The SPAC Attack Continues
Companies are asking for the Court to put some re-SPACt on their charters...but have they earned it?
So, there’s been this §205 thing brewing in town for a while, and I first wrote about it late one night back in January on here, and then followed up with some Twitter discussion and incessant discussion with all of the great minds in Delaware on it, and finally came to the conclusion that this is just the perfect apocalyptic crash between the sloppiness of SPAC drafting (why say class if you truly mean series, people!) and an aspect of the DGCL that doesn’t have seamless coherence across the board (the treatment of classes vs. series as conceptually distinct throughout all the various sections where they are treated differently vs. where they are not).
Does it mean anything? Probably not. Should the magic §205 wand be waved? I don’t know! The magic §205 wand isn’t necessarily built for things like this, depending how you look at what “this” is. Maybe it’s the perfect use case. The tiny jury inside my head is still out on that one. (Yes, I hold jury trials. No, I very much do not prefer them IRL, as most of you very much know.)
I wanted to cross-post some commentary that we ran in our legal publication tonight that gives a high-level summary of the current status of the SPAC cases so you can see one aspect of our daily legal publication (i.e., what the heck is The Chancery Daily anyway?) and also because there are some of you who are still on a free trial of The Chancery Daily from last year’s madness, and you will be removed soon, so enjoy it while it lasts because all good things must come to an end, or be paid for. 🥲
Our daily legal publication has links to all the cited cases so that you can read all the case law directly, see all the complaints and opinions, and download all the primary source documents, free without additional cost.
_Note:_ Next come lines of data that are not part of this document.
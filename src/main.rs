mod cmd;
mod data;
mod logging;
mod planner;
mod ui;

use clap::{Parser, Subcommand};
use planner::AutosavePolicy;
use std::path::{Path, PathBuf};

#[derive(Parser)]
#[command(name = "agenda", about = "annual planner with one note per day")]
struct Cli {
    /// Directory holding notes, settings and logs (default: ~/AgendaApp)
    #[arg(long)]
    data_dir: Option<PathBuf>,

    /// Log level written to <data-dir>/logs (trace, debug, info, warn, error, off)
    #[arg(long, default_value = "info")]
    log_level: String,

    /// Idle time before edits are saved in the planner view; 0 saves on every edit
    #[arg(long, default_value_t = 500)]
    autosave_ms: u64,

    #[command(subcommand)]
    command: Option<Commands>,
}

#[derive(Subcommand)]
enum Commands {
    /// Create the data directory and an editable holidays.yaml
    Init,
    /// List the holiday table
    Holidays,
    /// Print one day (key like 3_15)
    Show { key: String },
    /// Replace the note of one day (key like 3_15); empty text clears it
    Set { key: String, text: String },
    /// List every day that has a note
    Notes,
    /// Show settings, or update the given fields
    Settings {
        #[arg(long)]
        font_family: Option<String>,
        #[arg(long)]
        font_size: Option<i64>,
        /// Text color as #RRGGBB
        #[arg(long)]
        text_color: Option<String>,
        /// Holiday background color as #RRGGBB
        #[arg(long)]
        holiday_color: Option<String>,
    },
}

fn main() -> anyhow::Result<()> {
    let cli = Cli::parse();

    let data_dir = match &cli.data_dir {
        Some(dir) => absolute(dir)?,
        None => data::PersistenceGateway::default_dir()?,
    };

    // Logging is best effort; the planner works without it.
    let _logger = match logging::init_logging(&cli.log_level, &data_dir) {
        Ok(handle) => Some(handle),
        Err(e) => {
            eprintln!("warning: logging disabled: {e:#}");
            None
        }
    };

    match cli.command {
        None => cmd::root::run(&data_dir, AutosavePolicy::from_millis(cli.autosave_ms)),
        Some(Commands::Init) => cmd::init::run(&data_dir),
        Some(Commands::Holidays) => cmd::holidays::run(&data_dir),
        Some(Commands::Show { key }) => cmd::notes::show(&data_dir, &key),
        Some(Commands::Set { key, text }) => cmd::notes::set(&data_dir, &key, &text),
        Some(Commands::Notes) => cmd::notes::list(&data_dir),
        Some(Commands::Settings {
            font_family,
            font_size,
            text_color,
            holiday_color,
        }) => cmd::settings::run(
            &data_dir,
            cmd::settings::SettingsUpdate {
                font_family,
                font_size,
                text_color,
                holiday_color,
            },
        ),
    }
}

/// Resolves `dir` against the current directory so later file I/O does not
/// depend on where the process was started.
fn absolute(dir: &Path) -> anyhow::Result<PathBuf> {
    if dir.is_absolute() {
        Ok(dir.to_path_buf())
    } else {
        Ok(std::env::current_dir()?.join(dir))
    }
}

#[cfg(test)]
mod tests {
    use super::*;
    use clap::CommandFactory;

    #[test]
    fn test_cli_definition_is_consistent() {
        Cli::command().debug_assert();
    }

    #[test]
    fn test_absolute_keeps_absolute_paths() {
        let p = PathBuf::from("/tmp/agenda");
        assert_eq!(absolute(&p).unwrap(), p);
    }

    #[test]
    fn test_absolute_joins_relative_paths() {
        let p = absolute(Path::new("planner")).unwrap();
        assert!(p.is_absolute());
        assert!(p.ends_with("planner"));
    }

    #[test]
    fn test_parse_settings_flags() {
        let cli = Cli::parse_from(["agenda", "settings", "--font-size", "14", "--text-color", "#112233"]);
        match cli.command {
            Some(Commands::Settings { font_size, text_color, .. }) => {
                assert_eq!(font_size, Some(14));
                assert_eq!(text_color.as_deref(), Some("#112233"));
            }
            _ => panic!("expected settings command"),
        }
        assert_eq!(cli.autosave_ms, 500);
    }
}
Hopefully later this year, we’ll be launching a portal that houses all of this and much, much more. (Although I have not included our standard native newsletter links, I have gone in and added some selected Dropbox links below.)
If you’ve been following new case filings in The Chancery Daily, you may have noticed an uptick in “In re” cases lately, and while some have been Assignments for the Benefit of Creditors, the vast majority (particularly those assigned immediately to LWW) are what many are colloquially calling “The SPAC Attack.”